The Under-Secretary of State for Health and Social Security (Mr. Michael Alison)

In 1969, the last year for which detailed figures are available, the deaths of 155 people of 65 years and over were attributed to excessive cold, hunger, thirst and neglect in which hypothermia was a contributory or underlying cause. Shortage of heating is not the only factor responsible for the onset of hypothermia; some of these deaths occurred in the warmer part of the year.

Mr. Ashton

Is it not a fact that there are other contributory causes of hypothermia which create serious illness, if not deaths, among many thousands of pensioners? Is it not time for an increase in pensions so that old people can afford the fuel that they need to keep them warm at this time of the year?

Mr. Alison

The hon. Gentleman will know that the Supplementary Benefits Commission is empowered to make special provision for the supply of extra fuel for those in this category who are in need.

Mr. Cant

Does not the hon. Gentleman agree that heat is very much a question of psychology as well as degrees Centigrade, especially for old people? Will not he have a word with his right hon. Friend the Secretary of State for the Environment and ask him to persuade local authorities to provide old people with alternative forms of heat so that if they want cheerful coal fires they can have them?

Mr. Alison

Local authorities have wide and flexible powers for people in this condition.
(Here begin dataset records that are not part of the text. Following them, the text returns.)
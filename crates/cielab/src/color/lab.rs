//! CIELAB color space
//!
//! Lab is the space the palette optimizer works in. Lightness `l` runs from
//! 0 (black) to 100 (white); `a` and `b` span the chroma plane.
//!
//! # References
//!
//! CIE 15:2004, Colorimetry, 3rd edition, section 8.2.1

use super::lch::Lch;
use super::rgb::Rgb;
use super::xyz::{Xyz, EPSILON, KAPPA, WHITE};

/// A color in CIE 1976 L\*a\*b\* space, D65 white.
///
/// # Components
///
/// - `l`: Lightness (0.0 = black, 100.0 = white)
/// - `a`: Green-red axis (negative = green, positive = red)
/// - `b`: Blue-yellow axis (negative = blue, positive = yellow)
///
/// Values are not clamped. The optimizer proposes arbitrary coordinates and
/// relies on the gamut penalty to pull them back.
#[derive(Debug, Clone, Copy, PartialEq)]
pub struct Lab {
    pub l: f64,
    pub a: f64,
    pub b: f64,
}

impl Lab {
    /// Create a new Lab color.
    ///
    /// ```
    /// use cielab::Lab;
    ///
    /// let grey = Lab::new(50.0, 0.0, 0.0);
    /// assert_eq!(grey.chroma(), 0.0);
    /// ```
    #[inline]
    pub fn new(l: f64, a: f64, b: f64) -> Self {
        Self { l, a, b }
    }

    /// Chroma, the distance from the neutral axis.
    #[inline]
    pub fn chroma(self) -> f64 {
        self.a.hypot(self.b)
    }

    /// Hue angle in radians, `atan2(b, a)`.
    #[inline]
    pub fn hue(self) -> f64 {
        self.b.atan2(self.a)
    }

    #[inline]
    pub fn to_lch(self) -> Lch {
        Lch::from(self)
    }

    #[inline]
    pub fn to_xyz(self) -> Xyz {
        Xyz::from(self)
    }

    #[inline]
    pub fn to_rgb(self) -> Rgb {
        Rgb::from(self)
    }
}

impl From<Xyz> for Lab {
    /// Convert from XYZ to Lab (CIE 1976, D65).
    fn from(xyz: Xyz) -> Self {
        let f = |t: f64| {
            if t > EPSILON {
                t.cbrt()
            } else {
                (KAPPA * t + 16.0) / 116.0
            }
        };

        let fx = f(xyz.x / WHITE[0]);
        let fy = f(xyz.y / WHITE[1]);
        let fz = f(xyz.z / WHITE[2]);

        Lab {
            l: 116.0 * fy - 16.0,
            a: 500.0 * (fx - fy),
            b: 200.0 * (fy - fz),
        }
    }
}

impl From<Rgb> for Lab {
    #[inline]
    fn from(rgb: Rgb) -> Self {
        Lab::from(Xyz::from(rgb))
    }
}

impl From<Lch> for Lab {
    /// Convert from the polar form back to Cartesian coordinates.
    #[inline]
    fn from(lch: Lch) -> Self {
        let (sin, cos) = lch.h.sin_cos();
        Lab {
            l: lch.l,
            a: lch.c * cos,
            b: lch.c * sin,
        }
    }
}

#[cfg(test)]
mod tests {
    use super::*;

    const ROUND_TRIP_TOLERANCE: f64 = 1e-9;

    fn approx_eq(a: f64, b: f64, tol: f64) -> bool {
        (a - b).abs() < tol
    }

    fn assert_lab_close(expected: Lab, actual: Lab, tol: f64) {
        assert!(
            approx_eq(expected.l, actual.l, tol)
                && approx_eq(expected.a, actual.a, tol)
                && approx_eq(expected.b, actual.b, tol),
            "expected {expected:?}, got {actual:?}"
        );
    }

    #[test]
    fn test_round_trip_through_rgb() {
        // A deterministic sweep through the visible range, in and out of gamut
        for l in [5.0, 20.0, 35.0, 50.0, 65.0, 80.0, 95.0] {
            for a in [-80.0, -40.0, -7.5, 0.0, 12.5, 45.0, 90.0] {
                for b in [-100.0, -30.0, 0.0, 25.0, 70.0] {
                    let lab = Lab::new(l, a, b);
                    let back = Lab::from(lab.to_rgb());
                    assert_lab_close(lab, back, ROUND_TRIP_TOLERANCE);
                }
            }
        }
    }

    #[test]
    fn test_round_trip_through_xyz_dark_colors() {
        // Below the knee of the transfer function
        for l in [0.5, 2.0, 7.9] {
            let lab = Lab::new(l, 3.0, -2.0);
            let back = Lab::from(lab.to_xyz());
            assert_lab_close(lab, back, ROUND_TRIP_TOLERANCE);
        }
    }

    #[test]
    fn test_lch_round_trip() {
        let lab = Lab::new(62.0, -21.0, 33.0);
        let back = Lab::from(lab.to_lch());
        assert_lab_close(lab, back, 1e-12);
    }

    #[test]
    fn test_srgb_primaries() {
        // sRGB red in D65 Lab, no chromatic adaptation
        let red = Lab::from(Rgb::new(1.0, 0.0, 0.0));
        assert!(approx_eq(red.l, 53.24, 0.05), "red L = {}", red.l);
        assert!(approx_eq(red.a, 80.09, 0.05), "red a = {}", red.a);
        assert!(approx_eq(red.b, 67.20, 0.05), "red b = {}", red.b);

        let white = Lab::from(Rgb::new(1.0, 1.0, 1.0));
        assert_lab_close(Lab::new(100.0, 0.0, 0.0), white, 1e-6);
    }

    #[test]
    fn test_matches_palette_crate() {
        use palette::white_point::D65;
        use palette::{IntoColor, Lab as PaletteLab, Srgb as PaletteSrgb};

        let test_colors = [
            (1.0, 0.0, 0.0),
            (0.0, 1.0, 0.0),
            (0.0, 0.0, 1.0),
            (0.5, 0.5, 0.5),
            (0.2, 0.6, 0.4),
            (0.9, 0.8, 0.1),
        ];

        for (r, g, b) in test_colors {
            let ours = Lab::from(Rgb::new(r, g, b));
            let theirs: PaletteLab<D65, f64> = PaletteSrgb::new(r, g, b).into_color();

            // palette derives its matrix from a slightly different white point
            assert!(
                approx_eq(ours.l, theirs.l, 0.01)
                    && approx_eq(ours.a, theirs.a, 0.05)
                    && approx_eq(ours.b, theirs.b, 0.05),
                "mismatch for ({r}, {g}, {b}): ours={ours:?}, palette=({}, {}, {})",
                theirs.l,
                theirs.a,
                theirs.b
            );
        }
    }

    #[test]
    fn test_chroma_and_hue() {
        let lab = Lab::new(50.0, 3.0, 4.0);
        assert_eq!(lab.chroma(), 5.0);
        assert!(approx_eq(lab.hue(), (4.0f64).atan2(3.0), 1e-15));
    }
}
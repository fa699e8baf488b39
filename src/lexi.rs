//! Lexicographically ordered score vectors
//!
//! A [`LexiProduct`] holds one score per color pair, sorted so that the worst
//! conflict comes first. Comparing two of them compares the worst conflicts
//! first, then the second worst, and so on. This lets the optimizer improve
//! the weakest pair without a weighted sum ever trading it off against
//! pairs that are already well separated.

use std::cmp::Ordering;
use std::fmt;
use std::ops::{Index, Sub};

use crate::optimizer::Objective;

/// A vector of scores compared lexicographically.
///
/// Smaller is better. Two products are compared position by position and the
/// first differing position decides. When one product is a prefix of the
/// other, the longer one compares greater (`[5] < [5, 0]`).
///
/// A bare `f64` compares like a product of length one.
///
/// ```
/// use segancha::LexiProduct;
///
/// let a = LexiProduct::from(vec![5.0, 1.0]);
/// let b = LexiProduct::from(vec![5.0, 2.0]);
/// assert!(a < b);
///
/// assert!(LexiProduct::from(vec![5.0]) < LexiProduct::from(vec![5.0, 0.0]));
/// assert!(LexiProduct::from(vec![4.0, 100.0]) < 5.0);
/// ```
#[derive(Debug, Clone, Default)]
pub struct LexiProduct {
    values: Vec<f64>,
}

impl LexiProduct {
    pub fn new(values: Vec<f64>) -> Self {
        Self { values }
    }

    pub fn len(&self) -> usize {
        self.values.len()
    }

    pub fn is_empty(&self) -> bool {
        self.values.is_empty()
    }

    pub fn as_slice(&self) -> &[f64] {
        &self.values
    }

    pub fn iter(&self) -> std::slice::Iter<'_, f64> {
        self.values.iter()
    }

    /// The leading (worst) score, if any.
    pub fn worst(&self) -> Option<f64> {
        self.values.first().copied()
    }

    pub fn into_inner(self) -> Vec<f64> {
        self.values
    }

    /// Signed comparison value: the difference at the first unequal position,
    /// or the length difference when the common prefix is equal. NaN when a
    /// compared position holds NaN.
    fn difference(lhs: &[f64], rhs: &[f64]) -> f64 {
        for (x, y) in lhs.iter().zip(rhs) {
            // Checked before subtracting so equal infinities count as equal
            if x != y {
                return x - y;
            }
        }
        lhs.len() as f64 - rhs.len() as f64
    }
}

impl From<Vec<f64>> for LexiProduct {
    fn from(values: Vec<f64>) -> Self {
        Self::new(values)
    }
}

impl From<f64> for LexiProduct {
    fn from(value: f64) -> Self {
        Self::new(vec![value])
    }
}

impl PartialEq for LexiProduct {
    fn eq(&self, other: &Self) -> bool {
        self.partial_cmp(other) == Some(Ordering::Equal)
    }
}

impl PartialOrd for LexiProduct {
    fn partial_cmp(&self, other: &Self) -> Option<Ordering> {
        Self::difference(&self.values, &other.values).partial_cmp(&0.0)
    }
}

impl PartialEq<f64> for LexiProduct {
    fn eq(&self, other: &f64) -> bool {
        self.partial_cmp(other) == Some(Ordering::Equal)
    }
}

impl PartialOrd<f64> for LexiProduct {
    fn partial_cmp(&self, other: &f64) -> Option<Ordering> {
        Self::difference(&self.values, std::slice::from_ref(other)).partial_cmp(&0.0)
    }
}

impl PartialEq<LexiProduct> for f64 {
    fn eq(&self, other: &LexiProduct) -> bool {
        other == self
    }
}

impl PartialOrd<LexiProduct> for f64 {
    fn partial_cmp(&self, other: &LexiProduct) -> Option<Ordering> {
        other.partial_cmp(self).map(Ordering::reverse)
    }
}

impl Sub for &LexiProduct {
    type Output = LexiProduct;

    /// Element-wise difference, truncated to the shorter operand.
    fn sub(self, rhs: &LexiProduct) -> LexiProduct {
        LexiProduct::new(
            self.values
                .iter()
                .zip(&rhs.values)
                .map(|(x, y)| x - y)
                .collect(),
        )
    }
}

impl Sub for LexiProduct {
    type Output = LexiProduct;

    fn sub(self, rhs: LexiProduct) -> LexiProduct {
        &self - &rhs
    }
}

impl Index<usize> for LexiProduct {
    type Output = f64;

    fn index(&self, index: usize) -> &f64 {
        &self.values[index]
    }
}

impl<'a> IntoIterator for &'a LexiProduct {
    type Item = &'a f64;
    type IntoIter = std::slice::Iter<'a, f64>;

    fn into_iter(self) -> Self::IntoIter {
        self.values.iter()
    }
}

impl fmt::Display for LexiProduct {
    fn fmt(&self, f: &mut fmt::Formatter<'_>) -> fmt::Result {
        f.write_str("[")?;
        for (i, value) in self.values.iter().enumerate() {
            if i > 0 {
                f.write_str(", ")?;
            }
            match f.precision() {
                Some(precision) => write!(f, "{value:.precision$}")?,
                None => write!(f, "{value}")?,
            }
        }
        f.write_str("]")
    }
}

impl Objective for LexiProduct {
    /// The worst conflict; positive infinity for an empty product.
    fn leading(&self) -> f64 {
        self.worst().unwrap_or(f64::INFINITY)
    }
}
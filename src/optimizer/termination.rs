use std::fmt;
use std::ops::{BitOr, BitOrAssign};

/// Set of reasons a search stopped.
///
/// Several criteria can trigger in the same generation, so this is a bit
/// set rather than an enum.
#[derive(Debug, Clone, Copy, Default, PartialEq, Eq, Hash)]
pub struct TerminationFlags(u32);

impl TerminationFlags {
    pub const NONE: Self = Self(0);
    /// Generation budget exhausted
    pub const MAX_ITER: Self = Self(1);
    /// Evaluation budget exhausted
    pub const MAX_FEVALS: Self = Self(1 << 1);
    /// Leading scores no longer spread more than the tolerance
    pub const TOL_FUN: Self = Self(1 << 2);
    /// Search distribution collapsed below the tolerance on every axis
    pub const TOL_X: Self = Self(1 << 3);
    /// Best leading score has not improved over a long window
    pub const STAGNATION: Self = Self(1 << 4);
    /// Covariance matrix condition number exceeded `1e14`
    pub const CONDITION_COV: Self = Self(1 << 5);
    /// Wall-clock budget exhausted
    pub const TIMEOUT: Self = Self(1 << 6);
    /// Nothing to optimize
    pub const NO_VARIABLES: Self = Self(1 << 7);

    const NAMES: [(Self, &'static str); 8] = [
        (Self::MAX_ITER, "MAX_ITER"),
        (Self::MAX_FEVALS, "MAX_FEVALS"),
        (Self::TOL_FUN, "TOL_FUN"),
        (Self::TOL_X, "TOL_X"),
        (Self::STAGNATION, "STAGNATION"),
        (Self::CONDITION_COV, "CONDITION_COV"),
        (Self::TIMEOUT, "TIMEOUT"),
        (Self::NO_VARIABLES, "NO_VARIABLES"),
    ];

    pub const fn bits(self) -> u32 {
        self.0
    }

    pub const fn is_empty(self) -> bool {
        self.0 == 0
    }

    /// Whether every flag in `other` is set.
    pub const fn contains(self, other: Self) -> bool {
        self.0 & other.0 == other.0
    }

    pub fn insert(&mut self, other: Self) {
        self.0 |= other.0;
    }

    /// Names of the set flags, in bit order.
    pub fn names(self) -> impl Iterator<Item = &'static str> {
        Self::NAMES
            .into_iter()
            .filter(move |(flag, _)| self.contains(*flag))
            .map(|(_, name)| name)
    }
}

impl BitOr for TerminationFlags {
    type Output = Self;

    fn bitor(self, rhs: Self) -> Self {
        Self(self.0 | rhs.0)
    }
}

impl BitOrAssign for TerminationFlags {
    fn bitor_assign(&mut self, rhs: Self) {
        self.insert(rhs);
    }
}

impl fmt::Display for TerminationFlags {
    fn fmt(&self, f: &mut fmt::Formatter<'_>) -> fmt::Result {
        if self.is_empty() {
            return f.write_str("NONE");
        }
        for (i, name) in self.names().enumerate() {
            if i > 0 {
                f.write_str(" | ")?;
            }
            f.write_str(name)?;
        }
        Ok(())
    }
}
We reminded them of their powers in a Circular which was sent to them in November of last year.

Mrs. Shirley Williams

In a prosperous country like Britain, is not it disgusting that people should die of hunger and cold? Why does not the hon. Gentleman refer to the fact that in the last few months the prices of gas, electricity, coal and even paraffin, the cheapest fuel, have risen by between 10 and 15 per cent.? Why is it that his right hon. Friend has not been able to extend the arrangements for people with special heating needs, who are a tiny minority of those on supplementary benefit, to everyone on supplementary benefit, as we have asked him to do repeatedly?

Mr. Alison

In reply to the last part of the hon. Lady's question, she will know that the supplementary benefit levels are flexible at the margin. She must also bear in mind the wide-ranging and flexible powers of the Supplementary Benefits Commission and the local authority medical and social services to help those in this condition. I agree with her first observation. It is unacceptable and shocking that people in this country, prosperous as we are, can be found in this condition and die.